[Problem statement] Every line below must be reproduced exactly. Copy them all.

[Records provided]
******************************

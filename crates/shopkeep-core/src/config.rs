//! Configuration types for the catalog source, matching policy, and vocabularies.

use crate::error::{Error, Result};
use crate::locale::{Locale, Vocabulary};
use serde::{Deserialize, Serialize};
use std::fs;
use std::path::{Path, PathBuf};

/// Similarity ratio an item projection must reach to count as a fuzzy match.
pub const DEFAULT_SIMILARITY_THRESHOLD: f64 = 0.6;

/// Sizes recognized in queries, in the order the size rule scans them.
pub const DEFAULT_SIZES: [&str; 10] = ["S", "M", "L", "XL", "U", "32", "34", "26", "27", "28"];

/// Complete assistant configuration.
#[derive(Debug, Clone, Serialize, Deserialize)]
#[serde(default)]
pub struct ShopConfig {
    /// Language for keywords, stemming, and messages
    pub locale: Locale,
    /// Path of the JSON catalog file
    pub catalog_path: PathBuf,
    /// Fuzzy matching policy
    pub matching: MatchingConfig,
    /// Vocabulary overrides
    pub vocabulary: VocabularyConfig,
}

impl Default for ShopConfig {
    fn default() -> Self {
        Self {
            locale: Locale::default(),
            catalog_path: PathBuf::from("catalog.json"),
            matching: MatchingConfig::default(),
            vocabulary: VocabularyConfig::default(),
        }
    }
}

/// String similarity measure used by the fuzzy matcher.
#[derive(Debug, Clone, Copy, PartialEq, Eq, Default, Serialize, Deserialize)]
#[serde(rename_all = "snake_case")]
pub enum SimilarityMetric {
    /// Ratcliff/Obershelp ratio: twice the matched characters over the total length
    #[default]
    Gestalt,
    /// Normalized Levenshtein similarity
    Levenshtein,
    /// Jaro-Winkler similarity
    JaroWinkler,
}

/// Fuzzy matching configuration.
#[derive(Debug, Clone, Serialize, Deserialize)]
#[serde(default)]
pub struct MatchingConfig {
    /// Minimum similarity ratio (0.0-1.0) for a fuzzy match
    pub similarity_threshold: f64,
    /// Which similarity measure to use
    pub metric: SimilarityMetric,
}

impl Default for MatchingConfig {
    fn default() -> Self {
        Self {
            similarity_threshold: DEFAULT_SIMILARITY_THRESHOLD,
            metric: SimilarityMetric::default(),
        }
    }
}

/// Vocabulary configuration.
#[derive(Debug, Clone, Serialize, Deserialize)]
#[serde(default)]
pub struct VocabularyConfig {
    /// Recognized size tokens, scanned in order
    pub sizes: Vec<String>,
    /// Replaces the locale's courtesy words when set
    #[serde(skip_serializing_if = "Option::is_none")]
    pub courtesy_words: Option<Vec<String>>,
}

impl Default for VocabularyConfig {
    fn default() -> Self {
        Self {
            sizes: DEFAULT_SIZES.iter().map(|size| (*size).to_owned()).collect(),
            courtesy_words: None,
        }
    }
}

impl ShopConfig {
    /// Get the default config directory path (`~/.shopkeep`)
    ///
    /// # Errors
    /// Returns an error if the home directory cannot be determined
    pub fn config_dir() -> Result<PathBuf> {
        let home = dirs::home_dir()
            .ok_or_else(|| Error::Config("Could not determine home directory".to_owned()))?;
        Ok(home.join(".shopkeep"))
    }

    /// Get the default config file path (`~/.shopkeep/config.toml`)
    ///
    /// # Errors
    /// Returns an error if the home directory cannot be determined
    pub fn config_path() -> Result<PathBuf> {
        Ok(Self::config_dir()?.join("config.toml"))
    }

    /// Load config from the default location (`~/.shopkeep/config.toml`)
    /// If the config doesn't exist, creates it with default values
    ///
    /// # Errors
    /// Returns an error if the config cannot be read, validated, or created
    pub fn load_or_create() -> Result<Self> {
        Self::load_or_create_at(&Self::config_path()?)
    }

    /// Load config from `path`, writing the defaults there first if it is missing.
    ///
    /// # Errors
    /// Returns an error if the config cannot be read, validated, or created
    pub fn load_or_create_at(path: &Path) -> Result<Self> {
        if path.exists() {
            Self::load_from_file(path)
        } else {
            let config = Self::default();
            config.save_to_file(path)?;
            tracing::info!("Wrote default configuration to {}", path.display());
            Ok(config)
        }
    }

    /// Load config from a specific file
    ///
    /// # Errors
    /// Returns an error if the file cannot be read, parsed, or fails validation
    pub fn load_from_file(path: &Path) -> Result<Self> {
        let contents = fs::read_to_string(path)
            .map_err(|error| Error::Config(format!("Failed to read config: {error}")))?;
        let config: Self = toml::from_str(&contents)?;
        config.validate()?;

        tracing::debug!(
            "Loaded config from {:?}: locale={}, metric={:?}, threshold={}",
            path,
            config.locale,
            config.matching.metric,
            config.matching.similarity_threshold
        );

        Ok(config)
    }

    /// Save config to a specific file
    ///
    /// # Errors
    /// Returns an error if the file cannot be written
    pub fn save_to_file(&self, path: &Path) -> Result<()> {
        if let Some(parent) = path.parent().filter(|dir| !dir.as_os_str().is_empty()) {
            fs::create_dir_all(parent).map_err(|error| {
                Error::Config(format!("Failed to create config directory: {error}"))
            })?;
        }

        let contents = toml::to_string_pretty(self)?;

        let header = "# Shopkeep Configuration File\n\
                      # This file is automatically generated on first run\n\
                      # Edit this file to customize your settings\n\n";

        fs::write(path, format!("{header}{contents}"))
            .map_err(|error| Error::Config(format!("Failed to write config: {error}")))?;

        Ok(())
    }

    /// Check the values a hand-edited file could get wrong.
    ///
    /// # Errors
    /// Returns [`Error::Config`] describing the first invalid value
    pub fn validate(&self) -> Result<()> {
        let threshold = self.matching.similarity_threshold;
        if !(0.0..=1.0).contains(&threshold) {
            return Err(Error::Config(format!(
                "similarity_threshold must be within 0.0..=1.0, got {threshold}"
            )));
        }
        if self.vocabulary.sizes.iter().all(|size| size.trim().is_empty()) {
            return Err(Error::Config("size vocabulary is empty".to_owned()));
        }
        let empty_override = self
            .vocabulary
            .courtesy_words
            .as_ref()
            .is_some_and(|words| words.iter().all(|word| word.trim().is_empty()));
        if empty_override {
            return Err(Error::Config("courtesy_words override is empty".to_owned()));
        }
        Ok(())
    }

    /// Locale vocabulary with the configured overrides applied.
    pub fn resolved_vocabulary(&self) -> Vocabulary {
        let mut vocabulary = self.locale.vocabulary();
        if let Some(words) = &self.vocabulary.courtesy_words {
            vocabulary.courtesy_words = words
                .iter()
                .map(|word| word.trim().to_lowercase())
                .filter(|word| !word.is_empty())
                .collect();
        }
        vocabulary
    }

    /// Configured sizes, upper-cased, in scan order.
    pub fn size_vocabulary(&self) -> Vec<String> {
        self.vocabulary
            .sizes
            .iter()
            .map(|size| size.trim().to_uppercase())
            .filter(|size| !size.is_empty())
            .collect()
    }
}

******************************

[Reply to the task]
filename crates/shopkeep-core/src/config.rs
//! Configuration types for the catalog source, matching policy, and vocabularies.

use crate::error::{Error, Result};
use crate::locale::{Locale, Vocabulary};
use serde::{Deserialize, Serialize};
use std::fs;
use std::path::{Path, PathBuf};

/// Similarity ratio an item projection must reach to count as a fuzzy match.
pub const DEFAULT_SIMILARITY_THRESHOLD: f64 = 0.6;

/// Sizes recognized in queries, in the order the size rule scans them.
pub const DEFAULT_SIZES: [&str; 10] = ["S", "M", "L", "XL", "U", "32", "34", "26", "27", "28"];

/// Complete assistant configuration.
#[derive(Debug, Clone, Serialize, Deserialize)]
#[serde(default)]
pub struct ShopConfig {
    /// Language for keywords, stemming, and messages
    pub locale: Locale,
    /// Path of the JSON catalog file
    pub catalog_path: PathBuf,
    /// Fuzzy matching policy
    pub matching: MatchingConfig,
    /// Vocabulary overrides
    pub vocabulary: VocabularyConfig,
}

impl Default for ShopConfig {
    fn default() -> Self {
        Self {
            locale: Locale::default(),
            catalog_path: PathBuf::from("catalog.json"),
            matching: MatchingConfig::default(),
            vocabulary: VocabularyConfig::default(),
        }
    }
}

/// String similarity measure used by the fuzzy matcher.
#[derive(Debug, Clone, Copy, PartialEq, Eq, Default, Serialize, Deserialize)]
#[serde(rename_all = "snake_case")]
pub enum SimilarityMetric {
    /// Ratcliff/Obershelp ratio: twice the matched characters over the total length
    #[default]
    Gestalt,
    /// Normalized Levenshtein similarity
    Levenshtein,
    /// Jaro-Winkler similarity
    JaroWinkler,
}

/// Fuzzy matching configuration.
#[derive(Debug, Clone, Serialize, Deserialize)]
#[serde(default)]
pub struct MatchingConfig {
    /// Minimum similarity ratio (0.0-1.0) for a fuzzy match
    pub similarity_threshold: f64,
    /// Which similarity measure to use
    pub metric: SimilarityMetric,
}

impl Default for MatchingConfig {
    fn default() -> Self {
        Self {
            similarity_threshold: DEFAULT_SIMILARITY_THRESHOLD,
            metric: SimilarityMetric::default(),
        }
    }
}

/// Vocabulary configuration.
#[derive(Debug, Clone, Serialize, Deserialize)]
#[serde(default)]
pub struct VocabularyConfig {
    /// Recognized size tokens, scanned in order
    pub sizes: Vec<String>,
    /// Replaces the locale's courtesy words when set
    #[serde(skip_serializing_if = "Option::is_none")]
    pub courtesy_words: Option<Vec<String>>,
}

impl Default for VocabularyConfig {
    fn default() -> Self {
        Self {
            sizes: DEFAULT_SIZES.iter().map(|size| (*size).to_owned()).collect(),
            courtesy_words: None,
        }
    }
}

impl ShopConfig {
    /// Get the default config directory path (`~/.shopkeep`)
    ///
    /// # Errors
    /// Returns an error if the home directory cannot be determined
    pub fn config_dir() -> Result<PathBuf> {
        let home = dirs::home_dir()
            .ok_or_else(|| Error::Config("Could not determine home directory".to_owned()))?;
        Ok(home.join(".shopkeep"))
    }

    /// Get the default config file path (`~/.shopkeep/config.toml`)
    ///
    /// # Errors
    /// Returns an error if the home directory cannot be determined
    pub fn config_path() -> Result<PathBuf> {
        Ok(Self::config_dir()?.join("config.toml"))
    }

    /// Load config from the default location (`~/.shopkeep/config.toml`)
    /// If the config doesn't exist, creates it with default values
    ///
    /// # Errors
    /// Returns an error if the config cannot be read, validated, or created
    pub fn load_or_create() -> Result<Self> {
        Self::load_or_create_at(&Self::config_path()?)
    }

    /// Load config from `path`, writing the defaults there first if it is missing.
    ///
    /// # Errors
    /// Returns an error if the config cannot be read, validated, or created
    pub fn load_or_create_at(path: &Path) -> Result<Self> {
        if path.exists() {
            Self::load_from_file(path)
        } else {
            let config = Self::default();
            config.save_to_file(path)?;
            tracing::info!("Wrote default configuration to {}", path.display());
            Ok(config)
        }
    }

    /// Load config from a specific file
    ///
    /// # Errors
    /// Returns an error if the file cannot be read, parsed, or fails validation
    pub fn load_from_file(path: &Path) -> Result<Self> {
        let contents = fs::read_to_string(path)
            .map_err(|error| Error::Config(format!("Failed to read config: {error}")))?;
        let config: Self = toml::from_str(&contents)?;
        config.validate()?;

        tracing::debug!(
            "Loaded config from {:?}: locale={}, metric={:?}, threshold={}",
            path,
            config.locale,
            config.matching.metric,
            config.matching.similarity_threshold
        );

        Ok(config)
    }

    /// Save config to a specific file
    ///
    /// # Errors
    /// Returns an error if the file cannot be written
    pub fn save_to_file(&self, path: &Path) -> Result<()> {
        if let Some(parent) = path.parent().filter(|dir| !dir.as_os_str().is_empty()) {
            fs::create_dir_all(parent).map_err(|error| {
                Error::Config(format!("Failed to create config directory: {error}"))
            })?;
        }

        let contents = toml::to_string_pretty(self)?;

        let header = "# Shopkeep Configuration File\n\
                      # This file is automatically generated on first run\n\
                      # Edit this file to customize your settings\n\n";

        fs::write(path, format!("{header}{contents}"))
            .map_err(|error| Error::Config(format!("Failed to write config: {error}")))?;

        Ok(())
    }

    /// Check the values a hand-edited file could get wrong.
    ///
    /// # Errors
    /// Returns [`Error::Config`] describing the first invalid value
    pub fn validate(&self) -> Result<()> {
        let threshold = self.matching.similarity_threshold;
        if !(0.0..=1.0).contains(&threshold) {
            return Err(Error::Config(format!(
                "similarity_threshold must be within 0.0..=1.0, got {threshold}"
            )));
        }
        if self.vocabulary.sizes.iter().all(|size| size.trim().is_empty()) {
            return Err(Error::Config("size vocabulary is empty".to_owned()));
        }
        let empty_override = self
            .vocabulary
            .courtesy_words
            .as_ref()
            .is_some_and(|words| words.iter().all(|word| word.trim().is_empty()));
        if empty_override {
            return Err(Error::Config("courtesy_words override is empty".to_owned()));
        }
        Ok(())
    }

    /// Locale vocabulary with the configured overrides applied.
    pub fn resolved_vocabulary(&self) -> Vocabulary {
        let mut vocabulary = self.locale.vocabulary();
        if let Some(words) = &self.vocabulary.courtesy_words {
            vocabulary.courtesy_words = words
                .iter()
                .map(|word| word.trim().to_lowercase())
                .filter(|word| !word.is_empty())
                .collect();
        }
        vocabulary
    }

    /// Configured sizes, upper-cased, in scan order.
    pub fn size_vocabulary(&self) -> Vec<String> {
        self.vocabulary
            .sizes
            .iter()
            .map(|size| size.trim().to_uppercase())
            .filter(|size| !size.is_empty())
            .collect()
    }
}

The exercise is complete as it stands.